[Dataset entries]
[Start of section]

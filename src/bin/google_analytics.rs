use std::process::ExitCode;

use marketing_etl::infrastructure::config::AnalyticsConfig;
use tracing::{error, info};

#[tokio::main]
async fn main() -> ExitCode {
    marketing_etl::init_tracing();

    let result = match AnalyticsConfig::from_env() {
        Ok(config) => marketing_etl::run_analytics(&config).await,
        Err(e) => Err(e),
    };

    match result {
        Ok(outcome) => {
            info!(
                table = outcome.table,
                written = outcome.written,
                rows = outcome.rows_written,
                "Analytics pipeline finished"
            );
            ExitCode::SUCCESS
        }
        Err(e) => {
            error!(stage = e.stage(), error = %e, "Analytics pipeline failed");
            ExitCode::from(e.exit_code())
        }
    }
}
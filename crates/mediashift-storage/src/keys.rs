//! Upload key generation.
//!
//! Key format: in local mode the original filename; in remote mode
//! `{lowercase(entity_type)}/{uuid}_{seconds}.{micros}_{filename}`.

use chrono::{DateTime, Utc};
use mediashift_core::StorageMode;
use std::fmt::{Display, Formatter, Result as FmtResult};
use uuid::Uuid;

/// Path-like identifier under which a file's bytes are stored.
#[derive(Debug, Clone, PartialEq, Eq, Hash)]
pub struct StorageKey(String);

impl StorageKey {
    pub fn as_str(&self) -> &str {
        &self.0
    }

    pub fn into_string(self) -> String {
        self.0
    }
}

impl Display for StorageKey {
    fn fmt(&self, f: &mut Formatter<'_>) -> FmtResult {
        f.write_str(&self.0)
    }
}

impl AsRef<str> for StorageKey {
    fn as_ref(&self) -> &str {
        &self.0
    }
}

impl From<StorageKey> for String {
    fn from(key: StorageKey) -> Self {
        key.0
    }
}

/// One upload, described before its bytes are stored.
#[derive(Debug, Clone, PartialEq, Eq)]
pub struct UploadRequest {
    pub target_entity_type: String,
    pub original_filename: String,
    pub storage_mode: StorageMode,
}

impl UploadRequest {
    pub fn new(
        target_entity_type: impl Into<String>,
        original_filename: impl Into<String>,
        storage_mode: StorageMode,
    ) -> Self {
        Self {
            target_entity_type: target_entity_type.into(),
            original_filename: original_filename.into(),
            storage_mode,
        }
    }
}

/// Render `now` as fractional unix seconds with microsecond precision.
fn fractional_seconds(now: DateTime<Utc>) -> String {
    format!("{}.{:06}", now.timestamp(), now.timestamp_subsec_micros())
}

/// Generate the storage key for an upload.
///
/// Local mode returns the filename unchanged. Remote mode prefixes it with the
/// lowercased entity type and a random-plus-timestamp token.
pub fn generate_upload_key(
    entity_type: &str,
    original_filename: &str,
    remote_mode: bool,
    now: DateTime<Utc>,
) -> StorageKey {
    if !remote_mode {
        return StorageKey(original_filename.to_string());
    }

    let token = format!("{}_{}", Uuid::new_v4(), fractional_seconds(now));
    StorageKey(format!(
        "{}/{}_{}",
        entity_type.to_lowercase(),
        token,
        original_filename
    ))
}

/// Key generator bound to one storage mode.
#[derive(Debug, Clone, Copy)]
pub struct UploadPathGenerator {
    mode: StorageMode,
}

impl UploadPathGenerator {
    pub fn new(mode: StorageMode) -> Self {
        Self { mode }
    }

    pub fn mode(&self) -> StorageMode {
        self.mode
    }

    /// Build the request this generator would use for `entity_type`/`filename`.
    pub fn request(&self, entity_type: &str, original_filename: &str) -> UploadRequest {
        UploadRequest::new(entity_type, original_filename, self.mode)
    }

    /// Generate a key for `entity_type`/`filename` at the current time.
    pub fn generate(&self, entity_type: &str, original_filename: &str) -> StorageKey {
        self.generate_for(&self.request(entity_type, original_filename), Utc::now())
    }

    /// Generate a key for a prepared request. The request's own mode wins.
    pub fn generate_for(&self, request: &UploadRequest, now: DateTime<Utc>) -> StorageKey {
        generate_upload_key(
            &request.target_entity_type,
            &request.original_filename,
            request.storage_mode.is_remote(),
            now,
        )
    }
}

[End of section]

* **Requirement**: Lines from the top of the data above through the line containing "let result = match" must be repeated exactly. All other lines stay out.

* **Written response**:
filename src/bin/google_analytics.rs
use std::process::ExitCode;

use marketing_etl::infrastructure::config::AnalyticsConfig;
use tracing::{error, info};

#[tokio::main]
async fn main() -> ExitCode {
    marketing_etl::init_tracing();

    let result = match AnalyticsConfig::from_env() {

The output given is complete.